Exercise aim — Look at each line below and tally those holding "NotFound"; answer with that figure and nothing else.

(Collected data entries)
━━━━

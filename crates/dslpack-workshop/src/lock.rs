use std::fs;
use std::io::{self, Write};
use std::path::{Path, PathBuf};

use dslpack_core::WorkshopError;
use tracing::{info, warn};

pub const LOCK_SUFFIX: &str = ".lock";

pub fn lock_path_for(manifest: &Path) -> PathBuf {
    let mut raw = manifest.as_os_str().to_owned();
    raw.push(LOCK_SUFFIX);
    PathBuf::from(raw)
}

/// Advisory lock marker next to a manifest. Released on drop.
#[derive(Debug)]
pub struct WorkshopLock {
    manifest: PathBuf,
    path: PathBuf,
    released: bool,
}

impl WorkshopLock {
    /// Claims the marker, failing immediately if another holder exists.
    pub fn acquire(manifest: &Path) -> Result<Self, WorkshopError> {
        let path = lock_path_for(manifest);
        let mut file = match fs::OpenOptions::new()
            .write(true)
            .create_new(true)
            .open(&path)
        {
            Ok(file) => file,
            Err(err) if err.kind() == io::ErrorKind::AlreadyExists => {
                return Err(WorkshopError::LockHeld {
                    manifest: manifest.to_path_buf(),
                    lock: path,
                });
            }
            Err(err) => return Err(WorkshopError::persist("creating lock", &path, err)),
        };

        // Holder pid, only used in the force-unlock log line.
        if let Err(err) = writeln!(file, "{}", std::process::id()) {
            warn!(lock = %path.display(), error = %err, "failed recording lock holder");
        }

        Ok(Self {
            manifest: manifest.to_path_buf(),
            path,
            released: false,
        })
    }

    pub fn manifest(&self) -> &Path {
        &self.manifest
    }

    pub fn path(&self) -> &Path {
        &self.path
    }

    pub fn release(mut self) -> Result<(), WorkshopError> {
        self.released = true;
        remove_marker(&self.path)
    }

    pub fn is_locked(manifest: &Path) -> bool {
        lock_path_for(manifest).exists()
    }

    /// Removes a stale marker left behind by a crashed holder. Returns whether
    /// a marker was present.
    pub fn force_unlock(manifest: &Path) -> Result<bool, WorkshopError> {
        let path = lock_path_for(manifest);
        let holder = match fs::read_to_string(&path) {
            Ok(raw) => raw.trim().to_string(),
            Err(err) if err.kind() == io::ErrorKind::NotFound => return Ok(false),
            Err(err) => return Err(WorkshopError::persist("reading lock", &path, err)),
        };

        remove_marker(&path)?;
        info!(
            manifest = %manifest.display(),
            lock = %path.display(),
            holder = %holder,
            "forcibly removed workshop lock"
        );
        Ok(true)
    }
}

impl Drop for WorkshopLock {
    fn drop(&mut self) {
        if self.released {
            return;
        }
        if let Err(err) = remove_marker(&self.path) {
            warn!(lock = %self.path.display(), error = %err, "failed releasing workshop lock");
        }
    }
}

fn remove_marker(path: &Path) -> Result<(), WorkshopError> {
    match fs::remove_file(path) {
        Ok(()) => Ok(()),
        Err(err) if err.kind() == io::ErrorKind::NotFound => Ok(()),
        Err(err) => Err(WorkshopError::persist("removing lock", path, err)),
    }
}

━━━━

Response to the exercise — 2